A recipe from cooking-ez.com
21K3.8 July 8th 2020
For 1 tart, you will need:
|Preparation||Resting||Cooking||Start to finish|
|41 min.||1 hour||50 min.||2 hours 31 min.|
Step by step recipe
- 1: Wash 1 grapefruit and 1 orange, then slice thinly.
It's no secret, a mandolin is the ideal tool for this.
Lay in a large gratin dish and remove any pips.
- 2: Put 750 ml Poaching syrup in a saucepan and add 1 vanilla pod (split down the middle and scraped) and 2 stars anise.
Bring to the boil.
- 3: Pour the boiling syrup over the citrus slices.
Leave to poach for 1 hour.
- 4: After this time, drain the fruit thoroughly.
Keep the syrup, as this can be reused next time or in another recipe.
- 5: Cut the slices in half and spread out on absorbant paper to dry..
- 6: Preheat the oven to 360°F (180°C).
Roll out 250 g Sweetcrust pastry (pâte sablée) and line an 8-inch (20 cm) tin or ring.

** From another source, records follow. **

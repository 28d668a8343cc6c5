pub mod core;

// Re-export commonly used types
pub use crate::core::descriptor::{ComponentPackage, SoftPkg, SoftwareComponent};
pub use crate::core::errors::{DescriptorError, HarnessError, SandboxError};
pub use crate::core::harness::{HarnessConfig, HarnessRunner, RunReport};
pub use crate::core::ports::{find_port_definition, PortDefinition};
pub use crate::core::sandbox::{LaunchRequest, LaunchedComponent, LocalSandbox, PortHandle, Sandbox};
pub use crate::core::types::{ComponentId, ObjectRef, PortDirection};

- 7: Arrange the citrus slices in the pastry case.
- 8: Dot the top with knobs of 20 g butter and sprinkle with 2 tablespoons caster sugar.
Bake for 15 minutes.
- 9: After 15 minutes, take the tart out of the oven and top for a second time with 20 g butter and 2 tablespoons caster sugar.
- 10: Put back in the oven for a further 25 minutes (or thereabouts).
- 11: Leave to cool completely before taking out of the ring or tin.
In stage 5
you can cut the citrus slices into smaller pieces if you prefer, as this makes cutting the tart into potions easier.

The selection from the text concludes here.